Using the entries below, copy out all lines where "DateTime" is found.

:: SUPPLIED ENTRIES

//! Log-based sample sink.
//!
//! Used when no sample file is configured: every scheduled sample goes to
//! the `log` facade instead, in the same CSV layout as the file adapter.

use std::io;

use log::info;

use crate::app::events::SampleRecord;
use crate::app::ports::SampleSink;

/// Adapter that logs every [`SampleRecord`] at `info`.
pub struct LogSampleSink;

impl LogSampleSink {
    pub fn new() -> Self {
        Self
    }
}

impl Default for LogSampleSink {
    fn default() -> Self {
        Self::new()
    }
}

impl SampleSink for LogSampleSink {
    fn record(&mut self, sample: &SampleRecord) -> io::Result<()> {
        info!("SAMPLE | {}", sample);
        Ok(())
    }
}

::::
:: SUPPLIED ENTRIES

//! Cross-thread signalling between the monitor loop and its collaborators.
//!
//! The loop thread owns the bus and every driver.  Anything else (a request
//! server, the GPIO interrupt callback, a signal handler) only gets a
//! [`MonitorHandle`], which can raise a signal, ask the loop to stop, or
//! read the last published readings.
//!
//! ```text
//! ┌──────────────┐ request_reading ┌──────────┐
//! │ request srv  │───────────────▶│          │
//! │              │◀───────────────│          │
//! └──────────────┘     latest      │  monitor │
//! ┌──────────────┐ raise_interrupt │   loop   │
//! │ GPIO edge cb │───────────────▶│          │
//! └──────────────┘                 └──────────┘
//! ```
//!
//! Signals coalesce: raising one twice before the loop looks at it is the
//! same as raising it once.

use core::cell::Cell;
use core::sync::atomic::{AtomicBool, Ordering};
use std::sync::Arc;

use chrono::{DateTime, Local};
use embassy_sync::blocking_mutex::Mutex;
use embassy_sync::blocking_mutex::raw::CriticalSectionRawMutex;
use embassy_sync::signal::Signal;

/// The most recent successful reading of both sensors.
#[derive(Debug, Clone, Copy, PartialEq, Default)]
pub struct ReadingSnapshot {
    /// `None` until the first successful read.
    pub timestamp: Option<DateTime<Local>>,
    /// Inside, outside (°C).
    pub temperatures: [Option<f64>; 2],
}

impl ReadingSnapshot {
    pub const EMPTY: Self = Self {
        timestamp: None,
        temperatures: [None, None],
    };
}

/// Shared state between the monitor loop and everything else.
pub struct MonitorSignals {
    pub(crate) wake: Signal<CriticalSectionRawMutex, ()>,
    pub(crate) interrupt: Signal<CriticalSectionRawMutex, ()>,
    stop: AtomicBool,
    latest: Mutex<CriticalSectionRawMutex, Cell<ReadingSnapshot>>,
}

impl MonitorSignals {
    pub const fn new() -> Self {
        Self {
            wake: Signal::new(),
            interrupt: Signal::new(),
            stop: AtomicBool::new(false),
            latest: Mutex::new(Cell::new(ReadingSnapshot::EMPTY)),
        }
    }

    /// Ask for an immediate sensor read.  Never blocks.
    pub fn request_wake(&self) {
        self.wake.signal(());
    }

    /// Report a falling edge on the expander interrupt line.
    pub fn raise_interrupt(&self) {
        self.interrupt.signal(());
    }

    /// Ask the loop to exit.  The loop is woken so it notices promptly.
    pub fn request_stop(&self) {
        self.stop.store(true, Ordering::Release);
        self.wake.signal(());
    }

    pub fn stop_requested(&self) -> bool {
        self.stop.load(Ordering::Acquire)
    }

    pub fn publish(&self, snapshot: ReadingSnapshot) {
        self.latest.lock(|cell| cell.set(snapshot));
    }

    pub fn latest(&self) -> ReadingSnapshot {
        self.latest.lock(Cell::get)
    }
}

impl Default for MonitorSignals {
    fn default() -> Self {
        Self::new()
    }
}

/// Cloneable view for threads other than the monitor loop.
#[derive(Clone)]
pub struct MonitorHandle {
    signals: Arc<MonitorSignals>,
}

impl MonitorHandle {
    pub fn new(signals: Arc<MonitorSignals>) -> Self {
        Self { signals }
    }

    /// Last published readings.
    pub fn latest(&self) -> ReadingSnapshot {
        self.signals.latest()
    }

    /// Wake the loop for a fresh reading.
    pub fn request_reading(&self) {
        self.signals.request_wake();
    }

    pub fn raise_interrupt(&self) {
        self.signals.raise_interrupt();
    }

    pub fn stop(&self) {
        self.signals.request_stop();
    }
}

::::
:: SUPPLIED ENTRIES

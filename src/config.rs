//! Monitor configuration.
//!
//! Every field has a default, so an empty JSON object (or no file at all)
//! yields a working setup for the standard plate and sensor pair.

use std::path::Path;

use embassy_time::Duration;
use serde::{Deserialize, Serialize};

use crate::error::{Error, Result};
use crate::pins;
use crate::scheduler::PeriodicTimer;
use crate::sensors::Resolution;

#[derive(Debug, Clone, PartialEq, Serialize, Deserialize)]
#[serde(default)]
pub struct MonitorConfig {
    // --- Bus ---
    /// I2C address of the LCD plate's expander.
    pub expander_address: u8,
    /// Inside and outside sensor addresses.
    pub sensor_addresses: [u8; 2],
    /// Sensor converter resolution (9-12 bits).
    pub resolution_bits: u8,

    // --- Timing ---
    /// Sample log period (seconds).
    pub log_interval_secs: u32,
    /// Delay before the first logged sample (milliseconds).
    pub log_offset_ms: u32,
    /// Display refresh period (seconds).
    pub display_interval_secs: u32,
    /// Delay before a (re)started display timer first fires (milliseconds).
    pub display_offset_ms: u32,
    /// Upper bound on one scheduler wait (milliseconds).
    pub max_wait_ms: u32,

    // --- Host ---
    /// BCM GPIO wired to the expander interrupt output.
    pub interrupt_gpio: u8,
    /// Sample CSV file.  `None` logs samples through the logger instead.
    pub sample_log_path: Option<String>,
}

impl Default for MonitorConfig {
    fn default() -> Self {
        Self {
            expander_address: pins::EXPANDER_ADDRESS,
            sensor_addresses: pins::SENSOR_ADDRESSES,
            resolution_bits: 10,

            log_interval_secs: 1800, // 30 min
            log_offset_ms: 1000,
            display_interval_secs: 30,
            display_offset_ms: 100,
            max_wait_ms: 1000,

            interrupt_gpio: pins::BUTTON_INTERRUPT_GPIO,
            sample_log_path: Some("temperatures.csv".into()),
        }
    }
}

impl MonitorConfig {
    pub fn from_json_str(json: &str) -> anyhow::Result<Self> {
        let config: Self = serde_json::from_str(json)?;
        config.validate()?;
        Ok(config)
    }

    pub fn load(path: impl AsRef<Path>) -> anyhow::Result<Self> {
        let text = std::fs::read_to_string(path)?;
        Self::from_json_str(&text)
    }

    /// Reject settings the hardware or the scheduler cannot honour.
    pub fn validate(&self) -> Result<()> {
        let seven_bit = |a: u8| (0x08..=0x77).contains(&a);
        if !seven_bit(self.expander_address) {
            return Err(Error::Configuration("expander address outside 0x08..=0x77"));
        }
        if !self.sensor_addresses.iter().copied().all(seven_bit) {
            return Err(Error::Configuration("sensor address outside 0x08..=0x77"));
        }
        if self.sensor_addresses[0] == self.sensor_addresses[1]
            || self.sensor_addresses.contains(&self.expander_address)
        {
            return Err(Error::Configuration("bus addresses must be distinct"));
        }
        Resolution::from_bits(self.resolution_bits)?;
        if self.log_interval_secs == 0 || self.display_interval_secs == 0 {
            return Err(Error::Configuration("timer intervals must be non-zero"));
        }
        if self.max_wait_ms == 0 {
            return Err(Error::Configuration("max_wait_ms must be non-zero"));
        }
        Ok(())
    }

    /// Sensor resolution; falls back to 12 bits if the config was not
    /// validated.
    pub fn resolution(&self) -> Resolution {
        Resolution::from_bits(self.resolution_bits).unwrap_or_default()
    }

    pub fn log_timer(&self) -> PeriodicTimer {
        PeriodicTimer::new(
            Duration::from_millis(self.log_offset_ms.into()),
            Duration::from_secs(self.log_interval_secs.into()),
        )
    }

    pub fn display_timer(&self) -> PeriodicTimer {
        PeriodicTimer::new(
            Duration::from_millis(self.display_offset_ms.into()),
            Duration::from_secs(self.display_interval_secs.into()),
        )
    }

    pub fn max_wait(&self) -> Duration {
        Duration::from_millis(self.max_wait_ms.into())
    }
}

::::

### OUTPUT
use chrono::{DateTime, Local};
    pub timestamp: Option<DateTime<Local>>,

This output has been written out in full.